To reject all my duplicates

suresh.narasimha · Post by **suresh.narasimha** » Mon Jan 22, 2007 7:10 am

Hi EveryBody,

I have a Sequential File ===> XFM1 ====>XFM2 .....

I have a reject file to the XFM1 and i'm picking up the first occurance for my duplicates, the rest are rejected.

Now my requirement is that i want to pick my first occurance and wanted to reject all my duplicates.

How can i do that ?

Suppose i have my data like this
Col1 Col2
10 200
10 300
10 400

Now my output should have

Col1 Col2
10 200

and my reject file should have

Col1 Col2
10 200
10 300
10 400

Thanks In Advance,
Suresh N

suresh.narasimha · Post by **suresh.narasimha** » Mon Jan 22, 2007 7:22 am

Sorry Small Correction.

I have a Sequential File ===>AGG1 ====>XFM2 .....

I have a reject file to the AGG1 and i'm picking up the first occurance for my duplicates, the rest are rejected.

Now my requirement is that i want to pick my first occurance and wanted to reject all my duplicates.

How can i do that ?

Suppose i have my data like this
Col1 Col2
10 200
10 300
10 400

Now my output should have

Col1 Col2
10 200

and my reject file should have

Col1 Col2
10 200
10 300
10 400

Thanks ,
Suresh N

DSguru2B · Post by **DSguru2B** » Mon Jan 22, 2007 7:32 am

The first part is easy, pass it through the aggregator, grouping on Col1 and provide 'First' as the derivation for Col2.
As for your second requirement, i have a followup question:
Do you want 10,200(in your sample data) to be in your reject file as well???

suresh.narasimha · Post by **suresh.narasimha** » Mon Jan 22, 2007 10:41 pm

Yes Guru you are correct, I need 10,200 in sample data reject file.

Regards,
Suresh N

narasimha · Post by **narasimha** » Mon Jan 22, 2007 11:17 pm

Would you call it a reject file if you want 10,200 also ?
In such a condition your source and reject file will have the same data all the time.
Did I miss something here?

suresh.narasimha · Post by **suresh.narasimha** » Tue Jan 23, 2007 1:42 am

Hi Narasimha,

You are correct infact. But this is our requirement we need to do.

Please give me some start up idea.

Regards,
Suresh N

elavenil · Post by **elavenil** » Tue Jan 23, 2007 2:15 am

Suresh,

If that is the req, as Narasimha highlighted there is no difference between the source & target. The first row can be sent to the output from the aggregator and source file itself can be shown as reject records.

Regards
Elavenil

ray.wurlod · Post by **ray.wurlod** » Tue Jan 23, 2007 2:23 am

I would use a Transformer stage to identify and remove duplicates from one output, and direct all input rows to another output (the "rejects"). This approach requires sorted input.

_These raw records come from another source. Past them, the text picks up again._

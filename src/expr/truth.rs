//! Three-valued logic

use crate::error::{Error, Result};
use crate::storage::Value;
use std::cmp::Ordering;

/// Outcome of a predicate: SQL's TRUE, FALSE or UNKNOWN
#[derive(Debug, Clone, Copy, PartialEq, Eq, Hash)]
pub enum Truth {
    True,
    False,
    Unknown,
}

impl Truth {
    /// Kleene conjunction
    pub fn and(self, other: Truth) -> Truth {
        match (self, other) {
            (Truth::False, _) | (_, Truth::False) => Truth::False,
            (Truth::True, Truth::True) => Truth::True,
            _ => Truth::Unknown,
        }
    }

    /// Kleene disjunction
    pub fn or(self, other: Truth) -> Truth {
        match (self, other) {
            (Truth::True, _) | (_, Truth::True) => Truth::True,
            (Truth::False, Truth::False) => Truth::False,
            _ => Truth::Unknown,
        }
    }

    /// Only TRUE passes a filter; FALSE and UNKNOWN both reject the row.
    pub fn is_true(self) -> bool {
        self == Truth::True
    }

    pub fn is_unknown(self) -> bool {
        self == Truth::Unknown
    }

    /// Truth of a comparison result; `None` (a NULL operand) is UNKNOWN
    pub fn from_ordering(ordering: Option<Ordering>, accept: impl Fn(Ordering) -> bool) -> Truth {
        match ordering {
            Some(o) => Truth::from(accept(o)),
            None => Truth::Unknown,
        }
    }

    /// Interpret a value as a truth value: NULL is UNKNOWN and integers are
    /// true when non-zero. Any other type is not a truth value.
    pub fn from_value(value: &Value) -> Result<Truth> {
        match value {
            Value::Null => Ok(Truth::Unknown),
            Value::Integer(i) => Ok(Truth::from(*i != 0)),
            other => Err(Error::type_mismatch("a boolean value", other.type_name())),
        }
    }

    /// Scalar form of a truth value: 1, 0 or NULL
    pub fn into_value(self) -> Value {
        match self {
            Truth::True => Value::Integer(1),
            Truth::False => Value::Integer(0),
            Truth::Unknown => Value::Null,
        }
    }
}

impl std::ops::Not for Truth {
    type Output = Truth;

    fn not(self) -> Truth {
        match self {
            Truth::True => Truth::False,
            Truth::False => Truth::True,
            Truth::Unknown => Truth::Unknown,
        }
    }
}

impl From<bool> for Truth {
    fn from(b: bool) -> Self {
        if b {
            Truth::True
        } else {
            Truth::False
        }
    }
}

#[cfg(test)]
mod tests {
    use super::*;

    #[test]
    fn test_kleene_tables() {
        use Truth::*;
        assert_eq!(True.and(Unknown), Unknown);
        assert_eq!(False.and(Unknown), False);
        assert_eq!(True.or(Unknown), True);
        assert_eq!(False.or(Unknown), Unknown);
        assert_eq!(!Unknown, Unknown);
        assert_eq!(!False, True);
    }

    #[test]
    fn test_from_value() {
        assert_eq!(Truth::from_value(&Value::Null).unwrap(), Truth::Unknown);
        assert_eq!(Truth::from_value(&Value::Integer(2)).unwrap(), Truth::True);
        assert_eq!(Truth::from_value(&Value::Integer(0)).unwrap(), Truth::False);
        assert!(Truth::from_value(&Value::from("yes")).is_err());
    }

    #[test]
    fn test_scalar_form() {
        assert_eq!(Truth::True.into_value(), Value::Integer(1));
        assert!(Truth::Unknown.into_value().is_null());
    }
}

DSguru2B · Post by **DSguru2B** » Tue Jan 23, 2007 3:00 pm

Do this.
Sort the incoming data on your key. Define two stage variables in the transformer, say condFlag and prevVal. The will basically detect duplicates and flag them. Their both will be initialized to 0. Their derivation will be as follows:

Code: Select all

condFlag  | if (prevVal <> src.key) then 'X' else 'Y'
prevVal   | src.key

Have two links coming out of the transformer. Say Trg and buildHash. Trg will be going to your flat file or database. buildHash will go to a hashed file keyed on your first column (key).
Constraint for Trg: condFlag = 'X'
Constraint for buildHash: condFlag = 'Y'

In the same job or maybe a second job feed the same source file and do a lookup on this hashed file keyed on your first column (key). Provide the constraint as NOT(reflink.NOTFOUND) where reflink is your reference link name. The output of this second job will give you your reject file which will have all the records which are duplicates based on key.